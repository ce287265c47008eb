use std::{collections::BTreeSet, sync::Arc};

use anyhow::Result;
use chrono::NaiveDate;
use tracing::{debug, info, instrument};

use crate::{
    storage::{activities_key, activities_prefix, dates_key, kv::KeyValueStore, read_or_none},
    utils::{clock::Clock, time::parse_date_key},
};

use super::log::{ActivityLogEntry, DailyLog, DailyRecord};

/// Persists [DailyRecord]s, one per user and date, and keeps a per user index of the dates
/// that have one so summaries don't need to walk the whole store.
pub struct DailyLogStore<S> {
    store: S,
    clock: Arc<dyn Clock>,
}

impl<S: KeyValueStore> DailyLogStore<S> {
    pub fn new(store: S, clock: Arc<dyn Clock>) -> Self {
        Self { store, clock }
    }

    /// Retrieves the saved record of a day. Corrupted records count as missing.
    pub async fn read_record(&self, user_id: &str, date: NaiveDate) -> Result<Option<DailyRecord>> {
        read_or_none(&self.store, &activities_key(user_id, date)).await
    }

    /// Saved state of a day, or the template state if the day was never saved.
    pub async fn load(&self, user_id: &str, date: NaiveDate) -> Result<DailyLog> {
        Ok(match self.read_record(user_id, date).await? {
            Some(record) => record.into(),
            None => {
                debug!("No usable record for {user_id} on {date}, starting from template");
                DailyLog::fresh(date)
            }
        })
    }

    /// Overwrites whatever was saved for the day. There is no merge, the last save wins.
    #[instrument(skip(self, activities))]
    pub async fn save(
        &self,
        user_id: &str,
        date: NaiveDate,
        activities: &[ActivityLogEntry],
    ) -> Result<DailyRecord> {
        let record = DailyRecord {
            user_id: user_id.to_string(),
            date,
            activities: activities.to_vec(),
            saved_at: self.clock.time(),
        };
        let payload = serde_json::to_string(&record)?;
        // Readers skip indexed dates without a record, so the index is written first.
        self.index_date(user_id, date).await?;
        self.store.set(&activities_key(user_id, date), &payload).await?;

        info!(
            "Saved {date} for {user_id} with {}/{} completed",
            record.summary().completed,
            record.summary().total
        );
        Ok(record)
    }

    /// Dates the user has saved records for, ascending. A missing or corrupted index is
    /// rebuilt from the stored keys.
    pub async fn recorded_dates(&self, user_id: &str) -> Result<BTreeSet<NaiveDate>> {
        if let Some(dates) = read_or_none(&self.store, &dates_key(user_id)).await? {
            return Ok(dates);
        }

        let dates = self.scan_dates(user_id).await?;
        if !dates.is_empty() {
            info!("Rebuilt date index of {user_id} with {} dates", dates.len());
            self.merge_dates(user_id, dates.clone()).await?;
        }
        Ok(dates)
    }

    /// Throws the index away and rebuilds it from the stored keys.
    pub async fn reindex(&self, user_id: &str) -> Result<BTreeSet<NaiveDate>> {
        let dates = self.scan_dates(user_id).await?;
        self.persist_dates(user_id, &dates).await?;
        Ok(dates)
    }

    async fn scan_dates(&self, user_id: &str) -> Result<BTreeSet<NaiveDate>> {
        let prefix = activities_prefix(user_id);
        let keys = self.store.keys_with_prefix(&prefix).await?;
        // Keys of a user whose id extends this one share the prefix but don't end in a date.
        Ok(keys
            .iter()
            .filter_map(|key| key.strip_prefix(&prefix))
            .filter_map(parse_date_key)
            .collect())
    }

    async fn index_date(&self, user_id: &str, date: NaiveDate) -> Result<()> {
        let index = read_or_none::<BTreeSet<NaiveDate>>(&self.store, &dates_key(user_id)).await?;
        let mut dates = match index {
            Some(_) => BTreeSet::new(),
            None => self.scan_dates(user_id).await?,
        };
        dates.insert(date);
        self.merge_dates(user_id, dates).await
    }

    /// Adds `dates` to the stored index in a single store update, keeping whatever another
    /// writer listed in the meantime.
    async fn merge_dates(&self, user_id: &str, dates: BTreeSet<NaiveDate>) -> Result<()> {
        self.store
            .update(&dates_key(user_id), |current| {
                let mut merged = current
                    .and_then(|raw| serde_json::from_str::<BTreeSet<NaiveDate>>(&raw).ok())
                    .unwrap_or_default();
                merged.extend(dates);
                Ok(serde_json::to_string(&merged)?)
            })
            .await
    }

    async fn persist_dates(&self, user_id: &str, dates: &BTreeSet<NaiveDate>) -> Result<()> {
        let payload = serde_json::to_string(dates)?;
        self.store.set(&dates_key(user_id), &payload).await
    }
}
//! Daily activity tracking.
//!  - [template] is the fixed set of activities every day starts with.
//!  - [log::DailyLog] is one day's editable copy of those activities.
//!  - [store::DailyLogStore] persists days as [log::DailyRecord]s.
//!  - [aggregate::Aggregator] summarizes stored days.

pub mod aggregate;
pub mod log;
pub mod store;
pub mod template;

» Problem to work on: Output each line of the data exactly as it stands above.

» Task output:
repository ce287265c47008eb
use std::{collections::BTreeSet, sync::Arc};

use anyhow::Result;
use chrono::NaiveDate;
use tracing::{debug, info, instrument};

use crate::{
    storage::{activities_key, activities_prefix, dates_key, kv::KeyValueStore, read_or_none},
    utils::{clock::Clock, time::parse_date_key},
};

use super::log::{ActivityLogEntry, DailyLog, DailyRecord};

/// Persists [DailyRecord]s, one per user and date, and keeps a per user index of the dates
/// that have one so summaries don't need to walk the whole store.
pub struct DailyLogStore<S> {
    store: S,
    clock: Arc<dyn Clock>,
}

impl<S: KeyValueStore> DailyLogStore<S> {
    pub fn new(store: S, clock: Arc<dyn Clock>) -> Self {
        Self { store, clock }
    }

    /// Retrieves the saved record of a day. Corrupted records count as missing.
    pub async fn read_record(&self, user_id: &str, date: NaiveDate) -> Result<Option<DailyRecord>> {
        read_or_none(&self.store, &activities_key(user_id, date)).await
    }

    /// Saved state of a day, or the template state if the day was never saved.
    pub async fn load(&self, user_id: &str, date: NaiveDate) -> Result<DailyLog> {
        Ok(match self.read_record(user_id, date).await? {
            Some(record) => record.into(),
            None => {
                debug!("No usable record for {user_id} on {date}, starting from template");
                DailyLog::fresh(date)
            }
        })
    }

    /// Overwrites whatever was saved for the day. There is no merge, the last save wins.
    #[instrument(skip(self, activities))]
    pub async fn save(
        &self,
        user_id: &str,
        date: NaiveDate,
        activities: &[ActivityLogEntry],
    ) -> Result<DailyRecord> {
        let record = DailyRecord {
            user_id: user_id.to_string(),
            date,
            activities: activities.to_vec(),
            saved_at: self.clock.time(),
        };
        let payload = serde_json::to_string(&record)?;
        // Readers skip indexed dates without a record, so the index is written first.
        self.index_date(user_id, date).await?;
        self.store.set(&activities_key(user_id, date), &payload).await?;

        info!(
            "Saved {date} for {user_id} with {}/{} completed",
            record.summary().completed,
            record.summary().total
        );
        Ok(record)
    }

    /// Dates the user has saved records for, ascending. A missing or corrupted index is
    /// rebuilt from the stored keys.
    pub async fn recorded_dates(&self, user_id: &str) -> Result<BTreeSet<NaiveDate>> {
        if let Some(dates) = read_or_none(&self.store, &dates_key(user_id)).await? {
            return Ok(dates);
        }

        let dates = self.scan_dates(user_id).await?;
        if !dates.is_empty() {
            info!("Rebuilt date index of {user_id} with {} dates", dates.len());
            self.merge_dates(user_id, dates.clone()).await?;
        }
        Ok(dates)
    }

    /// Throws the index away and rebuilds it from the stored keys.
    pub async fn reindex(&self, user_id: &str) -> Result<BTreeSet<NaiveDate>> {
        let dates = self.scan_dates(user_id).await?;
        self.persist_dates(user_id, &dates).await?;
        Ok(dates)
    }

    async fn scan_dates(&self, user_id: &str) -> Result<BTreeSet<NaiveDate>> {
        let prefix = activities_prefix(user_id);
        let keys = self.store.keys_with_prefix(&prefix).await?;
        // Keys of a user whose id extends this one share the prefix but don't end in a date.
        Ok(keys
            .iter()
            .filter_map(|key| key.strip_prefix(&prefix))
            .filter_map(parse_date_key)
            .collect())
    }

    async fn index_date(&self, user_id: &str, date: NaiveDate) -> Result<()> {
        let index = read_or_none::<BTreeSet<NaiveDate>>(&self.store, &dates_key(user_id)).await?;
        let mut dates = match index {
            Some(_) => BTreeSet::new(),
            None => self.scan_dates(user_id).await?,
        };
        dates.insert(date);
        self.merge_dates(user_id, dates).await
    }

    /// Adds `dates` to the stored index in a single store update, keeping whatever another
    /// writer listed in the meantime.
    async fn merge_dates(&self, user_id: &str, dates: BTreeSet<NaiveDate>) -> Result<()> {
        self.store
            .update(&dates_key(user_id), |current| {
                let mut merged = current
                    .and_then(|raw| serde_json::from_str::<BTreeSet<NaiveDate>>(&raw).ok())
                    .unwrap_or_default();
                merged.extend(dates);
                Ok(serde_json::to_string(&merged)?)
            })
            .await
    }

    async fn persist_dates(&self, user_id: &str, dates: &BTreeSet<NaiveDate>) -> Result<()> {
        let payload = serde_json::to_string(dates)?;
        self.store.set(&dates_key(user_id), &payload).await
    }
}
//! Daily activity tracking.
//!  - [template] is the fixed set of activities every day starts with.
//!  - [log::DailyLog] is one day's editable copy of those activities.
//!  - [store::DailyLogStore] persists days as [log::DailyRecord]s.
//!  - [aggregate::Aggregator] summarizes stored days.

pub mod aggregate;
pub mod log;
pub mod store;
pub mod template;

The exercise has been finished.